PS I was forced to edit this post, I guess freedom of speech isn't "understandable" on this forum.
Spoken like a professional patient with the benefit of highsight and a few years to look this up, I suspect.
No one person will react the same- some people run the gamut of emotions when they're diagnosed, the same goes for people around the sufferer. To automatically assume people must act a certain way when you tell them is both naive and arrogant. Patient and family education takes
time, and people need to be able to work through it in their own ways, even if it doesn't fit into your neat boxes of 'perfect reactions'. To say "react in my way or I'll be done with you" will only alienate you from the people you tell. The likelyhood of getting that kind of reaction every time is remote, and if you do get it, you need to consider that people may be telling you what you want to hear rather than their honest feelings.

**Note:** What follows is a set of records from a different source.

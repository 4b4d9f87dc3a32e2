//! # Command Plumbing
//!
//! Every command returns a [`CommandResult`]: the text to print and the
//! process exit code. Failures are converted to user-visible notices at
//! this boundary; nothing propagates further up.

pub mod cart;
pub mod checkout;
pub mod list;

/// Outcome of one CLI command.
#[derive(Debug, Clone)]
pub struct CommandResult {
    pub exit_code: u8,
    pub output: String,
}

impl CommandResult {
    /// Normal output, exit 0.
    pub fn success(output: impl Into<String>) -> Self {
        CommandResult {
            exit_code: 0,
            output: output.into(),
        }
    }

    /// A blocking notice: the requested action did not happen. Exit 1 so
    /// scripts can tell, but the message is for a person, not a parser.
    pub fn notice(output: impl Into<String>) -> Self {
        CommandResult {
            exit_code: 1,
            output: output.into(),
        }
    }
}
//! # Domain Types
//!
//! Core domain types for the catalog and cart.
//!
//! ## Type Relationships
//! ```text
//! ┌─────────────────────────────────────────────────────────────────────────┐
//! │  Item (catalog, immutable for the session)                              │
//! │    │                                                                    │
//! │    │  toggle into cart                                                  │
//! │    ▼                                                                    │
//! │  CartEntry (snapshot of the Item at toggle time + added_at)             │
//! │                                                                         │
//! │  Identity is the `name` field on both sides: an item is "in cart"       │
//! │  iff a CartEntry with the same name exists.                             │
//! └─────────────────────────────────────────────────────────────────────────┘
//! ```

use chrono::{DateTime, Utc};
use serde::{Deserialize, Serialize};

use crate::price::{list_price, Rupiah};

// =============================================================================
// Item
// =============================================================================

/// A game in the catalog.
///
/// Items are created once at catalog load and never mutated. Rows missing a
/// name or size never become Items; that filtering happens at parse time.
#[derive(Debug, Clone, PartialEq, Serialize, Deserialize)]
pub struct Item {
    /// Display name; unique key within the catalog.
    pub name: String,

    /// Download size in gigabytes. Non-negative.
    #[serde(rename = "size")]
    pub size_gb: f64,

    /// Fraction off the base price, in `[0, 1)`.
    /// `None` (or zero) means full price.
    #[serde(default, skip_serializing_if = "Option::is_none")]
    pub discount: Option<f64>,
}

impl Item {
    /// Creates a full-price item.
    pub fn new(name: impl Into<String>, size_gb: f64) -> Self {
        Item {
            name: name.into(),
            size_gb,
            discount: None,
        }
    }

    /// Creates a discounted item. `discount` is a fraction in `(0, 1)`.
    pub fn with_discount(name: impl Into<String>, size_gb: f64, discount: f64) -> Self {
        Item {
            name: name.into(),
            size_gb,
            discount: Some(discount),
        }
    }

    /// The displayed price under the catalog pricing rule.
    #[inline]
    pub fn price(&self) -> Rupiah {
        list_price(self.size_gb, self.discount)
    }

    /// Whether a discount is in effect (present and positive).
    #[inline]
    pub fn has_discount(&self) -> bool {
        matches!(self.discount, Some(d) if d > 0.0)
    }
}

// =============================================================================
// Cart Entry
// =============================================================================

/// A cart line: a frozen copy of an [`Item`] taken at toggle time.
///
/// ## Snapshot Pattern
/// The entry copies the item by value rather than referencing the catalog,
/// so a later catalog reload with a changed discount does not retroactively
/// alter what the customer selected. The discount that matters is the one
/// captured here.
#[derive(Debug, Clone, PartialEq, Serialize, Deserialize)]
pub struct CartEntry {
    /// Item name; the cart's key.
    pub name: String,

    /// Size in gigabytes at toggle time (frozen).
    #[serde(rename = "size")]
    pub size_gb: f64,

    /// Discount fraction at toggle time (frozen).
    #[serde(default, skip_serializing_if = "Option::is_none")]
    pub discount: Option<f64>,

    /// When the item was picked. Defaults to "now" when absent, so cart
    /// slots written before this field existed still load.
    #[serde(default = "Utc::now")]
    pub added_at: DateTime<Utc>,
}

impl CartEntry {
    /// Snapshots an item into a cart entry.
    pub fn from_item(item: &Item) -> Self {
        CartEntry {
            name: item.name.clone(),
            size_gb: item.size_gb,
            discount: item.discount,
            added_at: Utc::now(),
        }
    }

    /// The displayed price, from the frozen size and discount.
    #[inline]
    pub fn price(&self) -> Rupiah {
        list_price(self.size_gb, self.discount)
    }
}

// =============================================================================
// Unit Tests
// =============================================================================
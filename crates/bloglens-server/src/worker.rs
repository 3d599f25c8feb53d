//! The polling worker: claims pending tasks and drives them to a terminal
//! state with bounded parallelism.

use std::sync::Arc;
use std::time::Duration;

use tokio::task::JoinSet;
use tokio_util::sync::CancellationToken;

use crate::context::ServiceContext;
use crate::handlers;

/// How long shutdown waits for in-flight tasks before abandoning them.
const SHUTDOWN_GRACE_SECS: u64 = 30;

/// Run the claim/dispatch loop until `shutdown` fires.
///
/// Each tick claims up to `max_concurrent − in_flight` eligible tasks and
/// spawns one handler per task. The tick ends early when any in-flight task
/// completes, so freed slots refill without waiting out the poll interval.
/// Tasks abandoned at shutdown stay in `running` and are returned to the
/// queue by the stuck-task sweep.
pub async fn run_worker(ctx: Arc<ServiceContext>, shutdown: CancellationToken) {
    let poll_interval = Duration::from_secs(ctx.config.worker_poll_interval_secs);
    let max_concurrent = ctx.config.worker_max_concurrent;
    let mut in_flight: JoinSet<()> = JoinSet::new();

    tracing::info!(max_concurrent, ?poll_interval, "worker started");

    while !shutdown.is_cancelled() {
        let free_slots = max_concurrent.saturating_sub(in_flight.len());
        if free_slots > 0 {
            match bloglens_db::claim_task_batch(&ctx.pool, free_slots as i64).await {
                Ok(tasks) => {
                    for task in tasks {
                        tracing::info!(
                            task_id = task.id,
                            task_type = %task.task_type,
                            attempt = task.attempts,
                            "claimed task"
                        );
                        let ctx = Arc::clone(&ctx);
                        let cancel = shutdown.clone();
                        in_flight.spawn(async move {
                            handlers::dispatch(ctx, task, cancel).await;
                        });
                    }
                }
                Err(e) => tracing::error!(error = %e, "task claim failed"),
            }
        }

        tokio::select! {
            () = shutdown.cancelled() => break,
            () = tokio::time::sleep(poll_interval) => {},
            Some(result) = in_flight.join_next(), if !in_flight.is_empty() => {
                if let Err(e) = result {
                    tracing::error!(error = %e, "task handler panicked");
                }
            }
        }
    }

    drain(&mut in_flight).await;
    tracing::info!("worker stopped");
}

/// Wait out in-flight tasks up to the grace period, then abandon the rest.
async fn drain(in_flight: &mut JoinSet<()>) {
    if in_flight.is_empty() {
        return;
    }

    tracing::info!(in_flight = in_flight.len(), "draining in-flight tasks");
    let deadline = tokio::time::sleep(Duration::from_secs(SHUTDOWN_GRACE_SECS));
    tokio::pin!(deadline);

    loop {
        tokio::select! {
            () = &mut deadline => {
                tracing::warn!(
                    abandoned = in_flight.len(),
                    "grace period elapsed; abandoning tasks in running state"
                );
                in_flight.abort_all();
                break;
            }
            result = in_flight.join_next() => {
                match result {
                    None => break,
                    Some(Err(e)) => tracing::error!(error = %e, "task handler panicked"),
                    Some(Ok(())) => {}
                }
            }
        }
    }
}
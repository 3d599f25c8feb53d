//! The structured analysis contract and batch-output parsing.
//!
//! Every level of [`AiInsights`] rejects unknown fields; silent contract
//! drift would corrupt the taxonomy matchers downstream. Batch output
//! lines parse into the three-way [`BatchOutcome`] so the reconciler can
//! never conflate a content-policy refusal with a transport error.

use serde::{Deserialize, Serialize};

use crate::error::AiError;

// ---------------------------------------------------------------------------
// Schema types
// ---------------------------------------------------------------------------

#[derive(Debug, Clone, Copy, PartialEq, Eq, Serialize, Deserialize)]
#[serde(rename_all = "lowercase")]
pub enum PageType {
    Blog,
    Public,
    Business,
}

#[derive(Debug, Clone, Copy, PartialEq, Eq, Serialize, Deserialize)]
#[serde(rename_all = "lowercase")]
pub enum EngagementQuality {
    Organic,
    Mixed,
    Suspicious,
}

#[derive(Debug, Clone, Serialize, Deserialize)]
#[serde(deny_unknown_fields)]
pub struct BloggerProfile {
    pub profession: Option<String>,
    pub city: Option<String>,
    pub country: Option<String>,
    pub page_type: PageType,
    #[serde(default)]
    pub speaks_languages: Vec<String>,
    pub has_manager: Option<bool>,
    pub manager_contact: Option<String>,
}

#[derive(Debug, Clone, Serialize, Deserialize)]
#[serde(deny_unknown_fields)]
pub struct ContentInsights {
    /// Top-level category codes, ordered; the first resolvable entry becomes
    /// the primary categorisation. At most three.
    #[serde(default)]
    pub primary_categories: Vec<String>,
    /// Subcategory names.
    #[serde(default)]
    pub secondary_topics: Vec<String>,
    pub content_language: Option<String>,
    pub content_tone: Option<String>,
    pub content_quality: Option<String>,
}

#[derive(Debug, Clone, Serialize, Deserialize)]
#[serde(deny_unknown_fields)]
pub struct Lifestyle {
    pub lifestyle_level: Option<String>,
}

#[derive(Debug, Clone, Serialize, Deserialize)]
#[serde(deny_unknown_fields)]
pub struct AudienceInference {
    pub engagement_quality: EngagementQuality,
    #[serde(default)]
    pub audience_interests: Vec<String>,
}

#[derive(Debug, Clone, Serialize, Deserialize)]
#[serde(deny_unknown_fields)]
pub struct MarketingValue {
    /// Ordinal 1..5.
    pub brand_safety_score: u8,
    #[serde(default)]
    pub best_fit_industries: Vec<String>,
    #[serde(default)]
    pub not_suitable_for: Vec<String>,
    pub collaboration_risk: Option<String>,
}

#[derive(Debug, Clone, Serialize, Deserialize)]
#[serde(deny_unknown_fields)]
pub struct Commercial {
    #[serde(default)]
    pub ambassador_brands: Vec<String>,
    #[serde(default)]
    pub detected_brand_categories: Vec<String>,
    pub ad_frequency: Option<String>,
}

#[derive(Debug, Clone, Serialize, Deserialize)]
#[serde(deny_unknown_fields)]
pub struct AiInsights {
    pub short_label: String,
    pub short_summary: String,
    /// Free-form tag strings chosen from the vocabulary; may include
    /// unknowns, which the matcher reports as vocabulary gaps.
    #[serde(default)]
    pub tags: Vec<String>,
    /// Ordinal 1..5, rendered as an integer everywhere.
    pub confidence: u8,
    pub notes: Option<String>,
    pub blogger_profile: BloggerProfile,
    pub content: ContentInsights,
    pub life_situation: Option<String>,
    pub lifestyle: Lifestyle,
    pub audience_inference: AudienceInference,
    pub marketing_value: MarketingValue,
    pub commercial: Commercial,
}

impl AiInsights {
    /// Range checks that the schema alone cannot express.
    ///
    /// # Errors
    ///
    /// Returns a human-readable reason when a value is out of contract.
    pub fn validate(&self) -> Result<(), String> {
        if !(1..=5).contains(&self.confidence) {
            return Err(format!("confidence {} outside 1..5", self.confidence));
        }
        if !(1..=5).contains(&self.marketing_value.brand_safety_score) {
            return Err(format!(
                "brand_safety_score {} outside 1..5",
                self.marketing_value.brand_safety_score
            ));
        }
        if self.content.primary_categories.len() > 3 {
            return Err(format!(
                "{} primary categories, at most 3 allowed",
                self.content.primary_categories.len()
            ));
        }
        Ok(())
    }
}

// ---------------------------------------------------------------------------
// Provider-side JSON schema
// ---------------------------------------------------------------------------

/// The JSON schema sent as the structured-output `response_format`.
///
/// Mirrors [`AiInsights`]; `additionalProperties: false` everywhere is the
/// wire-side twin of `deny_unknown_fields`.
#[must_use]
pub fn insights_json_schema() -> serde_json::Value {
    fn nullable_string() -> serde_json::Value {
        serde_json::json!({ "type": ["string", "null"] })
    }
    fn string_array() -> serde_json::Value {
        serde_json::json!({ "type": "array", "items": { "type": "string" } })
    }

    serde_json::json!({
        "type": "object",
        "additionalProperties": false,
        "required": [
            "short_label", "short_summary", "tags", "confidence", "notes",
            "blogger_profile", "content", "life_situation", "lifestyle",
            "audience_inference", "marketing_value", "commercial"
        ],
        "properties": {
            "short_label": { "type": "string" },
            "short_summary": { "type": "string" },
            "tags": string_array(),
            "confidence": { "type": "integer", "minimum": 1, "maximum": 5 },
            "notes": nullable_string(),
            "blogger_profile": {
                "type": "object",
                "additionalProperties": false,
                "required": [
                    "profession", "city", "country", "page_type",
                    "speaks_languages", "has_manager", "manager_contact"
                ],
                "properties": {
                    "profession": nullable_string(),
                    "city": nullable_string(),
                    "country": nullable_string(),
                    "page_type": { "type": "string", "enum": ["blog", "public", "business"] },
                    "speaks_languages": string_array(),
                    "has_manager": { "type": ["boolean", "null"] },
                    "manager_contact": nullable_string()
                }
            },
            "content": {
                "type": "object",
                "additionalProperties": false,
                "required": [
                    "primary_categories", "secondary_topics", "content_language",
                    "content_tone", "content_quality"
                ],
                "properties": {
                    "primary_categories": {
                        "type": "array", "items": { "type": "string" }, "maxItems": 3
                    },
                    "secondary_topics": string_array(),
                    "content_language": nullable_string(),
                    "content_tone": nullable_string(),
                    "content_quality": nullable_string()
                }
            },
            "life_situation": nullable_string(),
            "lifestyle": {
                "type": "object",
                "additionalProperties": false,
                "required": ["lifestyle_level"],
                "properties": { "lifestyle_level": nullable_string() }
            },
            "audience_inference": {
                "type": "object",
                "additionalProperties": false,
                "required": ["engagement_quality", "audience_interests"],
                "properties": {
                    "engagement_quality": {
                        "type": "string", "enum": ["organic", "mixed", "suspicious"]
                    },
                    "audience_interests": string_array()
                }
            },
            "marketing_value": {
                "type": "object",
                "additionalProperties": false,
                "required": [
                    "brand_safety_score", "best_fit_industries",
                    "not_suitable_for", "collaboration_risk"
                ],
                "properties": {
                    "brand_safety_score": { "type": "integer", "minimum": 1, "maximum": 5 },
                    "best_fit_industries": string_array(),
                    "not_suitable_for": string_array(),
                    "collaboration_risk": nullable_string()
                }
            },
            "commercial": {
                "type": "object",
                "additionalProperties": false,
                "required": [
                    "ambassador_brands", "detected_brand_categories", "ad_frequency"
                ],
                "properties": {
                    "ambassador_brands": string_array(),
                    "detected_brand_categories": string_array(),
                    "ad_frequency": nullable_string()
                }
            }
        }
    })
}

// ---------------------------------------------------------------------------
// Batch output parsing
// ---------------------------------------------------------------------------

/// The three-way result of one batch output line.
#[derive(Debug)]
pub enum BatchOutcome {
    /// A valid insights object ready for reconciliation.
    Success(Box<AiInsights>),
    /// The provider explicitly refused to analyse this profile.
    Refusal(String),
    /// Transport, status, or schema failure; the blog keeps no insights.
    Invalid,
}

/// One parsed line of the batch output file, keyed by the blog id the
/// request was built for.
#[derive(Debug)]
pub struct BatchOutputLine {
    pub custom_id: String,
    pub outcome: BatchOutcome,
}

#[derive(Debug, Deserialize)]
struct RawOutputLine {
    custom_id: String,
    response: Option<RawResponse>,
    error: Option<serde_json::Value>,
}

#[derive(Debug, Deserialize)]
struct RawResponse {
    status_code: u16,
    body: Option<RawBody>,
}

#[derive(Debug, Deserialize)]
struct RawBody {
    #[serde(default)]
    choices: Vec<RawChoice>,
}

#[derive(Debug, Deserialize)]
struct RawChoice {
    message: RawMessage,
}

#[derive(Debug, Deserialize)]
struct RawMessage {
    content: Option<String>,
    refusal: Option<String>,
}

/// Parse one JSONL output line into its outcome.
///
/// # Errors
///
/// Returns [`AiError::Deserialize`] only when the line is not even a valid
/// output envelope; every in-envelope failure degrades to
/// [`BatchOutcome::Invalid`] so one broken result cannot stall the batch.
pub fn parse_output_line(line: &str) -> Result<BatchOutputLine, AiError> {
    let raw: RawOutputLine =
        serde_json::from_str(line).map_err(|e| AiError::Deserialize {
            context: "batch output line".to_string(),
            source: e,
        })?;

    let custom_id = raw.custom_id;

    if raw.error.is_some() {
        return Ok(BatchOutputLine {
            custom_id,
            outcome: BatchOutcome::Invalid,
        });
    }

    let Some(response) = raw.response else {
        return Ok(BatchOutputLine {
            custom_id,
            outcome: BatchOutcome::Invalid,
        });
    };
    if response.status_code != 200 {
        return Ok(BatchOutputLine {
            custom_id,
            outcome: BatchOutcome::Invalid,
        });
    }

    let message = response
        .body
        .and_then(|b| b.choices.into_iter().next())
        .map(|c| c.message);
    let Some(message) = message else {
        return Ok(BatchOutputLine {
            custom_id,
            outcome: BatchOutcome::Invalid,
        });
    };

    if let Some(reason) = message.refusal {
        return Ok(BatchOutputLine {
            custom_id,
            outcome: BatchOutcome::Refusal(reason),
        });
    }

    let outcome = match message.content.as_deref() {
        Some(content) => match serde_json::from_str::<AiInsights>(content) {
            Ok(insights) => match insights.validate() {
                Ok(()) => BatchOutcome::Success(Box::new(insights)),
                Err(reason) => {
                    tracing::warn!(custom_id = %custom_id, %reason, "insights failed validation");
                    BatchOutcome::Invalid
                }
            },
            Err(e) => {
                tracing::warn!(custom_id = %custom_id, error = %e, "insights failed schema parse");
                BatchOutcome::Invalid
            }
        },
        None => BatchOutcome::Invalid,
    };

    Ok(BatchOutputLine { custom_id, outcome })
}

#[cfg(test)]
#[path = "insights_test.rs"]
pub(crate) mod insights_test;
use thiserror::Error;

/// Typed failure taxonomy for the scraping adapters.
///
/// Handlers translate these into queue transitions: account-state errors
/// terminate the task successfully with a blog status change, balance
/// exhaustion fails without retry, and everything transient re-queues with
/// backoff.
#[derive(Debug, Error)]
pub enum ScrapeError {
    #[error("account {username} is private")]
    PrivateAccount { username: String },

    #[error("user {username} not found")]
    UserNotFound { username: String },

    #[error("scraping balance exhausted")]
    InsufficientBalance,

    #[error("rate limited by scraping backend")]
    RateLimited,

    #[error("transient backend failure: {reason}")]
    Transient { reason: String },

    #[error("HTTP error: {0}")]
    Http(#[from] reqwest::Error),

    #[error("JSON deserialization error for {context}: {source}")]
    Deserialize {
        context: String,
        #[source]
        source: serde_json::Error,
    },
}

impl ScrapeError {
    /// Whether the queue should re-run the task after a backoff delay.
    ///
    /// Account-state outcomes (`PrivateAccount`, `UserNotFound`) are not
    /// retriable because the handler terminates the task successfully;
    /// `InsufficientBalance` is a hard stop until an operator intervenes.
    #[must_use]
    pub fn is_retriable(&self) -> bool {
        match self {
            ScrapeError::PrivateAccount { .. }
            | ScrapeError::UserNotFound { .. }
            | ScrapeError::InsufficientBalance => false,
            ScrapeError::RateLimited | ScrapeError::Transient { .. } => true,
            ScrapeError::Http(e) => {
                e.is_timeout() || e.is_connect() || e.status().is_some_and(|s| s.is_server_error())
            }
            ScrapeError::Deserialize { .. } => true,
        }
    }
}

#[cfg(test)]
mod tests {
    use super::*;

    #[test]
    fn account_state_errors_are_not_retriable() {
        assert!(!ScrapeError::PrivateAccount {
            username: "a".to_string()
        }
        .is_retriable());
        assert!(!ScrapeError::UserNotFound {
            username: "a".to_string()
        }
        .is_retriable());
    }

    #[test]
    fn balance_exhaustion_is_a_hard_stop() {
        assert!(!ScrapeError::InsufficientBalance.is_retriable());
    }

    #[test]
    fn rate_limit_and_transient_are_retriable() {
        assert!(ScrapeError::RateLimited.is_retriable());
        assert!(ScrapeError::Transient {
            reason: "502".to_string()
        }
        .is_retriable());
    }
}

A Crohn's patient needs to remember that the disease is relatively rare- the people they tell will not automatically understand what it entails, or they may need time to understand and work through the implications of having a loved one with a chronic illness. It may entail realising they may have to be a breadwinner at times, or may have to support their partner through treatment or even surgical procedures. They may worry they could lose the loved one in the long run, or that their life together won't be anything like they envisioned. Quite scary- especially if the relationship is new. Quite normal also when you bring a huge unknown equation to the table- one that by medical admission has no cure, an unpredictable course and a high surgical rate.
So Singlemom- you're perfectly within your rights to have mixed emotions, feel pity and have doubts mixed with hope, love and determination. It's
all OK. None of us here had the diagnosis and future nailed the moment the word 'Crohn's' came out of the doctor's mouth. It took time to read up about it, clarify the jargon, accept the diagnosis and find out how to live with the symptoms.
Living independently with Crohn's is not about fighting a massive battle against it- that is a pointless use of limited energy like trying to fight the tide from coming in. Rather it's an
adaptation to the condition, a willingness to work around it rather than against it and to educate your loved ones as much as possible to enable them to do the same. This takes time, effort and patience with people that have a different rate of doing that to yourself.
Hope everything works out well for you singlemom- keeping reading up about it. You
can live with this OK with a bit of adaptation depending on his symptoms and treatment success. Keep talking, read up about it and be honest. You needn't be a tower of strength for him- just being realistic and there for the ride is enough.